Arte e stili: il Neoclassicismo

Nell’articolo precedente abbiamo parlato dell’epoca d’oro del Barocchetto e del Rococò. Abbandoniamo ora la reggia di re Luigi XV ,per entrare questa volta nei fasti di corte di re Luigi XVI. Sia in Italia che in Francia il Neoclassicismo va dal 1755 al 1792. Lo stile viene indicato con il nome di LUIGI XVI. I materiali adoperati erano soprattutto i legni esotici ed il mogano. I  mobili avevano una linea dritta e poggiavano su gambe curve a capriolo, erano costituiti da congegni meccanici e trasformabili. Per quanto riguarda i piccoli mobili erano costituiti da una fascia stretta di legno che racchiudeva un piccolo cassetto (segreti = piccoli cassetti nascosti).  I mobili erano impiallacciati (piallaccio a graticcio o marqueterie a toppo), le decorazioni erano rappresentate da fiori intarsiati, motivi a ghirlande greche, rosette e cornucopie.

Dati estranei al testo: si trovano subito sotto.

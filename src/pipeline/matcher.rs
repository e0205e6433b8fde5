//! Companion-file resolution.
//!
//! A run is started with a list of primary files, but most units also need
//! sibling files (a measurement summary next to an image table, say). Each
//! catalog role names such a file by a fragment of its file name.

use std::path::{Path, PathBuf};

use super::error::{FileResolutionError, RunError};
use crate::store::ConfigStore;

/// Collect every file that plausibly satisfies `roles` for `primaries`.
///
/// For each role, for each primary file:
/// * the fragment is part of the primary's own file name → the primary is kept;
/// * otherwise the primary's directory is searched recursively for files whose
///   name equals the fragment, and every hit is kept.
///
/// Order follows roles then primaries; duplicates are not removed. An empty
/// role list returns `primaries` unchanged.
pub fn resolve_companions(
    primaries: &[PathBuf],
    roles: &[String],
) -> Result<Vec<PathBuf>, FileResolutionError> {
    if roles.is_empty() {
        return Ok(primaries.to_vec());
    }

    let mut found = Vec::new();
    for role in roles {
        let before = found.len();
        for primary in primaries {
            if file_name_of(primary).contains(role.as_str()) {
                found.push(primary.clone());
            } else {
                let dir = primary.parent().unwrap_or_else(|| Path::new("."));
                find_by_name(dir, role, &mut found);
            }
        }
        if found.len() == before && !primaries.is_empty() {
            return Err(FileResolutionError::UnmatchedRole { role: role.clone() });
        }
    }
    Ok(found)
}

/// The set of files a run actually iterates.
///
/// Without roles this is `files` as given. With roles the companions are
/// resolved and then narrowed back to paths containing `marker`, which
/// recovers the primary data files in role order.
pub fn effective_files(
    files: &[PathBuf],
    roles: &[String],
    marker: &str,
) -> Result<Vec<PathBuf>, FileResolutionError> {
    if roles.is_empty() {
        return Ok(files.to_vec());
    }
    let companions = resolve_companions(files, roles)?;
    Ok(companions
        .into_iter()
        .filter(|f| f.to_string_lossy().contains(marker))
        .collect())
}

/// Map role names to file-name fragments: a configured value for the role wins,
/// otherwise the role name itself is the fragment.
pub fn resolve_roles(
    store: &dyn ConfigStore,
    group: &str,
    roles: &[String],
) -> Result<Vec<String>, RunError> {
    roles
        .iter()
        .map(|role| Ok(store.lookup(group, role)?.unwrap_or_else(|| role.clone())))
        .collect()
}

fn file_name_of(path: &Path) -> String {
    path.file_name()
        .map(|n| n.to_string_lossy().into_owned())
        .unwrap_or_default()
}

fn find_by_name(dir: &Path, name: &str, out: &mut Vec<PathBuf>) {
    let entries = match std::fs::read_dir(dir) {
        Ok(entries) => entries,
        Err(e) => {
            log::debug!("skipping unreadable directory {}: {e}", dir.display());
            return;
        }
    };

    let mut paths: Vec<PathBuf> = entries.flatten().map(|e| e.path()).collect();
    paths.sort();

    for p in paths {
        if p.is_dir() {
            find_by_name(&p, name, out);
        } else if p.file_name().is_some_and(|n| n == name) {
            out.push(p);
        }
    }
}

Vi erano anche applicazioni di bronzo molto piccole.     Nascono le prime seghe idrauliche ed i piallacci si fanno piccoli e sottili. I tavolini hanno, di solito, le gambe dritte e affusolate che si uniscono mediante traverse a X che sorreggono un vaso.  Per quanto riguarda le specchiere, nascono i cosiddetti medaglioni, costituiti da cornici ovali la cui parte alta era decorata con un fiocco, caratteristica dello stile Luigi XVI, oppure la cimasa era formata da tre piccoli medaglioni uguali al medaglione centrale, che racchiudevano specchi o ceramiche dipinte a mano o addirittura dei dipinti ad olio. La specchiera, invece, pur essendo finemente intagliata (intagli più lineari e sottili), risulta meno imponente rispetto alla specchiera barocca. Altre caratteristiche decorative che ritroviamo nelle cornici Luigi XVI, sono i fregi con la faretra e le frecce, le cornucopie, le trecce a cani correnti. Nasce lo stipo (mobile alto con ante, poggiante su gambe lunghe, diritte ed affusolate), la dormieuse (divano da riposo con spalliera asimmetrica ad anelli), il comò maggiolini finemente intarsiato con legno d’ebano, avorio e madreperla ed infine il comò a mezzaluna. La doratura veniva applicata sia sui mobili (particolari), sia sulle cornici affiancata anche ad intarsi lignei. I colori usati nel periodo Luigi XVI erano il bianco e l’azzurro, intervallati da filetti dorati.